Revisited Myth #122: Blue Laws are named for the color paper they were printed on.

This myth states that the origin of the term “blue laws,” (statues regulating work, commerce, and activities on Sundays) comes from the color of the paper on which they were printed. Or the color of the book’s binding.  

According to the Encyclopedia Britannica, the term “blue laws” originated in 1781 in A General History of Connecticut where the author, Rev. Samuel Peters, refers to outlandish Connecticut laws of the 17th century, most of which he made up. Some think he may have made up the phrase “blue laws” as well; the Oxford English Dictionary does not provide an earlier use. It does, however, give an earlier meaning of the word “blue”– it meant indecent or rigidly moral, as seen in bluestocking (a woman with literary or intellectual proclivities) or bluenose (person who advocates a rigorous moral code).

On another note, I am unaware of blue writing paper in colonial days–I am unaware of any color other than white or near white–although I have seen blue covers on books of that period. 


4 Responses to Revisited Myth #122: Blue Laws are named for the color paper they were printed on.

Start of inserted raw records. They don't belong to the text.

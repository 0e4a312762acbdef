//! Bump arena with checkpoint/rewind.
//!
//! The arena hands out [`ArenaSlice`] handles (block index, offset, length)
//! instead of raw pointers. Bytes are reached through [`Arena::get`] and
//! [`Arena::get_mut`]. Alignment is applied to offsets relative to the start
//! of the block.
//!
//! # Stale handles
//!
//! The arena keeps an epoch that advances on every release (rewind, reset,
//! dispose). Handles and marks record the epoch they were taken in, blocks
//! record the epoch they were created in, and each block logs the epochs at
//! which it was truncated. A handle is live only if its block is not newer
//! than the handle and no later truncation cut below its end, so memory that
//! was released and handed out again is never readable through an old handle.
//!
//! # Growth
//!
//! Allocation bumps within the head block. When the request does not fit, a
//! new head block of `max(default_block_size, size + align)` bytes is added,
//! so one oversized request never shrinks the size of later blocks.
//!
//! # Exhaustion
//!
//! Every allocating call returns `Result`. Exhaustion (a failed reservation or
//! the configured `max_bytes` ceiling) is reported as
//! [`ArenaError::OutOfMemory`] and leaves the arena unchanged.

use std::mem;

/// Default size of a fresh block.
pub const DEFAULT_BLOCK_SIZE: usize = 64 * 1024;

/// Arena allocation failure.
#[derive(Debug, Clone, PartialEq, Eq, thiserror::Error)]
pub enum ArenaError {
    /// A new block could not be reserved.
    #[error("arena out of memory: requested {requested} bytes with {reserved} bytes already reserved")]
    OutOfMemory { requested: usize, reserved: usize },
    /// `size + align` does not fit in `usize`.
    #[error("arena request of {size} bytes aligned to {align} overflows")]
    SizeOverflow { size: usize, align: usize },
    /// The mark refers to memory the arena no longer holds.
    #[error("stale arena mark (block {block}, used {used})")]
    StaleMark { block: usize, used: usize },
}

/// Arena tuning knobs.
#[derive(Copy, Clone, Debug, PartialEq, Eq)]
pub struct ArenaConfig {
    /// Minimum capacity of every new block.
    pub default_block_size: usize,
    /// Hard ceiling on reserved bytes across all blocks. `None` means no limit.
    pub max_bytes: Option<usize>,
}

impl Default for ArenaConfig {
    fn default() -> Self {
        ArenaConfig {
            default_block_size: DEFAULT_BLOCK_SIZE,
            max_bytes: None,
        }
    }
}

impl ArenaConfig {
    /// Default config with a different block size.
    #[must_use]
    pub fn with_block_size(default_block_size: usize) -> Self {
        ArenaConfig {
            default_block_size,
            ..ArenaConfig::default()
        }
    }

    /// Set the hard ceiling on reserved bytes.
    #[must_use]
    pub fn max_bytes(mut self, limit: usize) -> Self {
        self.max_bytes = Some(limit);
        self
    }
}

/// Handle to a run of bytes inside an [`Arena`].
#[derive(Copy, Clone, Debug, PartialEq, Eq, Hash)]
pub struct ArenaSlice {
    block: usize,
    offset: usize,
    len: usize,
    epoch: u64,
}

impl ArenaSlice {
    /// Index of the owning block.
    #[inline]
    pub const fn block(&self) -> usize {
        self.block
    }

    /// Byte offset from the start of the block.
    #[inline]
    pub const fn offset(&self) -> usize {
        self.offset
    }

    /// Length in bytes.
    #[inline]
    pub const fn len(&self) -> usize {
        self.len
    }

    #[inline]
    pub const fn is_empty(&self) -> bool {
        self.len == 0
    }

    /// Offset one past the last byte.
    #[inline]
    pub const fn end(&self) -> usize {
        self.offset + self.len
    }
}

/// Checkpoint of the arena cursor.
///
/// `Mark::EMPTY` (the mark of an arena with no blocks) rewinds to nothing.
#[derive(Copy, Clone, Debug, PartialEq, Eq)]
pub struct Mark {
    block: Option<usize>,
    used: usize,
    epoch: u64,
}

impl Mark {
    /// Mark that releases the whole arena when rewound to.
    pub const EMPTY: Mark = Mark {
        block: None,
        used: 0,
        epoch: 0,
    };

    #[inline]
    pub const fn is_empty(&self) -> bool {
        self.block.is_none()
    }
}

/// Truncation of a block to `used` in `epoch`.
#[derive(Copy, Clone, Debug)]
struct Cut {
    epoch: u64,
    used: usize,
}

struct Block {
    data: Box<[u8]>,
    used: usize,
    born: u64,
    /// Increasing in both `epoch` and `used`. A later cut at or below an
    /// earlier one supersedes it.
    cuts: Vec<Cut>,
}

impl Block {
    fn try_new(capacity: usize, born: u64) -> Option<Block> {
        let mut data = Vec::new();
        data.try_reserve_exact(capacity).ok()?;
        data.resize(capacity, 0);
        Some(Block {
            data: data.into_boxed_slice(),
            used: 0,
            born,
            cuts: Vec::new(),
        })
    }

    #[inline]
    fn capacity(&self) -> usize {
        self.data.len()
    }

    fn truncate(&mut self, used: usize, epoch: u64) {
        while self.cuts.last().is_some_and(|cut| cut.used >= used) {
            self.cuts.pop();
        }
        self.cuts.push(Cut { epoch, used });
        self.used = used;
    }

    /// Whether bytes up to `end`, handed out in `epoch`, are still live.
    fn holds(&self, end: usize, epoch: u64) -> bool {
        if epoch < self.born || end > self.used {
            return false;
        }
        let later = self.cuts.partition_point(|cut| cut.epoch <= epoch);
        !matches!(self.cuts.get(later), Some(cut) if end > cut.used)
    }
}

/// Bump allocator owning every byte it hands out.
pub struct Arena {
    blocks: Vec<Block>,
    config: ArenaConfig,
    reserved: usize,
    epoch: u64,
}

impl Default for Arena {
    fn default() -> Self {
        Self::new()
    }
}

impl Arena {
    /// Create an empty arena with the default configuration.
    pub fn new() -> Self {
        Self::with_config(ArenaConfig::default())
    }

    /// Create an empty arena. No memory is reserved until the first allocation.
    pub fn with_config(config: ArenaConfig) -> Self {
        Arena {
            blocks: Vec::new(),
            config,
            reserved: 0,
            epoch: 0,
        }
    }

    pub fn config(&self) -> ArenaConfig {
        self.config
    }

    /// Number of live blocks.
    pub fn block_count(&self) -> usize {
        self.blocks.len()
    }

    /// Bytes reserved across all blocks.
    pub fn reserved_bytes(&self) -> usize {
        self.reserved
    }

    /// Bytes handed out (including alignment padding) across all blocks.
    pub fn allocated_bytes(&self) -> usize {
        self.blocks.iter().map(|b| b.used).sum()
    }

    /// Allocate `size` bytes aligned to `align`.
    ///
    /// `align` must be a power of two; anything else is coerced to pointer
    /// alignment. Returned bytes are not cleared: after a rewind they may hold
    /// earlier contents. Use [`Arena::allocate_zeroed`] when that matters.
    pub fn allocate(&mut self, size: usize, align: usize) -> Result<ArenaSlice, ArenaError> {
        let align = if align.is_power_of_two() {
            align
        } else {
            mem::size_of::<usize>()
        };

        let head = self.blocks.len().checked_sub(1);
        if let Some(index) = head {
            let block = &mut self.blocks[index];
            if let Some(offset) = align_up(block.used, align) {
                if offset
                    .checked_add(size)
                    .is_some_and(|end| end <= block.capacity())
                {
                    block.used = offset + size;
                    return Ok(ArenaSlice {
                        block: index,
                        offset,
                        len: size,
                        epoch: self.epoch,
                    });
                }
            }
        }

        let capacity = size
            .checked_add(align)
            .ok_or(ArenaError::SizeOverflow { size, align })?
            .max(self.config.default_block_size);
        self.grow(capacity)?;

        let index = self.blocks.len() - 1;
        self.blocks[index].used = size;
        Ok(ArenaSlice {
            block: index,
            offset: 0,
            len: size,
            epoch: self.epoch,
        })
    }

    /// Allocate `size` bytes aligned to `align`, all set to zero.
    pub fn allocate_zeroed(&mut self, size: usize, align: usize) -> Result<ArenaSlice, ArenaError> {
        let slice = self.allocate(size, align)?;
        if let Some(bytes) = self.get_mut(slice) {
            bytes.fill(0);
        }
        Ok(slice)
    }

    /// Copy `bytes` into the arena.
    pub fn alloc_bytes(&mut self, bytes: &[u8]) -> Result<ArenaSlice, ArenaError> {
        let slice = self.allocate(bytes.len(), 1)?;
        if let Some(dst) = self.get_mut(slice) {
            dst.copy_from_slice(bytes);
        }
        Ok(slice)
    }

    /// Read the bytes behind a handle, or `None` if the memory it referred to
    /// has been released, even if that memory was handed out again since.
    pub fn get(&self, slice: ArenaSlice) -> Option<&[u8]> {
        let block = self.blocks.get(slice.block)?;
        if !block.holds(slice.end(), slice.epoch) {
            return None;
        }
        block.data.get(slice.offset..slice.end())
    }

    /// Mutable access to the bytes behind a handle.
    pub fn get_mut(&mut self, slice: ArenaSlice) -> Option<&mut [u8]> {
        let block = self.blocks.get_mut(slice.block)?;
        if !block.holds(slice.end(), slice.epoch) {
            return None;
        }
        block.data.get_mut(slice.offset..slice.end())
    }

    /// Capture the current cursor.
    pub fn mark(&self) -> Mark {
        match self.blocks.last() {
            Some(block) => Mark {
                block: Some(self.blocks.len() - 1),
                used: block.used,
                epoch: self.epoch,
            },
            None => Mark::EMPTY,
        }
    }

    /// Release everything allocated after `mark` was taken.
    ///
    /// Blocks added after the mark's block are dropped and the mark's block is
    /// truncated to its captured cursor. Rewinding to [`Mark::EMPTY`] releases
    /// the whole arena. A mark whose position was released since it was
    /// taken is rejected, even if the arena has grown past it again.
    pub fn rewind(&mut self, mark: Mark) -> Result<(), ArenaError> {
        let Some(index) = mark.block else {
            self.dispose();
            return Ok(());
        };

        let stale = ArenaError::StaleMark {
            block: index,
            used: mark.used,
        };
        let Some(block) = self.blocks.get(index) else {
            return Err(stale);
        };
        if !block.holds(mark.used, mark.epoch) {
            return Err(stale);
        }
        if index + 1 == self.blocks.len() && mark.used == block.used {
            return Ok(());
        }

        self.epoch += 1;
        for released in self.blocks.drain(index + 1..) {
            self.reserved -= released.capacity();
        }
        let epoch = self.epoch;
        if let Some(block) = self.blocks.get_mut(index) {
            block.truncate(mark.used, epoch);
        }
        tracing::trace!(block = index, used = mark.used, epoch, "arena rewind");
        Ok(())
    }

    /// Keep the first block (emptied) and drop the rest.
    pub fn reset(&mut self) {
        self.epoch += 1;
        if self.blocks.len() > 1 {
            for released in self.blocks.drain(1..) {
                self.reserved -= released.capacity();
            }
        }
        let epoch = self.epoch;
        if let Some(first) = self.blocks.first_mut() {
            first.truncate(0, epoch);
        }
    }

    /// Release every block.
    pub fn dispose(&mut self) {
        self.epoch += 1;
        self.blocks.clear();
        self.reserved = 0;
    }

    fn grow(&mut self, capacity: usize) -> Result<(), ArenaError> {
        let out_of_memory = ArenaError::OutOfMemory {
            requested: capacity,
            reserved: self.reserved,
        };
        let total = self
            .reserved
            .checked_add(capacity)
            .ok_or_else(|| out_of_memory.clone())?;
        if self.config.max_bytes.is_some_and(|limit| total > limit) {
            return Err(out_of_memory);
        }
        if self.blocks.try_reserve(1).is_err() {
            return Err(out_of_memory);
        }
        let block = Block::try_new(capacity, self.epoch).ok_or(out_of_memory)?;

        tracing::trace!(
            block = self.blocks.len(),
            capacity,
            reserved = total,
            "arena grow"
        );
        self.blocks.push(block);
        self.reserved = total;
        Ok(())
    }
}

/// Round `offset` up to a multiple of `align` (a power of two).
#[inline]
fn align_up(offset: usize, align: usize) -> Option<usize> {
    let mask = align - 1;
    offset.checked_add(mask).map(|v| v & !mask)
}

#[cfg(test)]
#[expect(clippy::unwrap_used, reason = "Tests use unwrap for brevity")]
mod tests;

  1. Related: I came across a reference to blue paper in David Skinner’s wonderful book “Wallpaper in Ireland”: Blue and brown papers were increasingly produced in Ireland and England from the 1690’s, but they had utilitarian purposes, as opposed to white writing paper. Blue paper was used for book covers, as you pointed out, but another product was wallpaper: “The Blue Paper Company in London was formed following a patent granted in November 1691 to William Bayly for ‘printing paper of all sorts of figures and colors…which would be useful for hanging in rooms’.

  2. It’s funny how “blue” had two opposite meanings: indecent or rigidly moral. Then there’s the idea of a “blue blood,” which doesn’t imply either of these.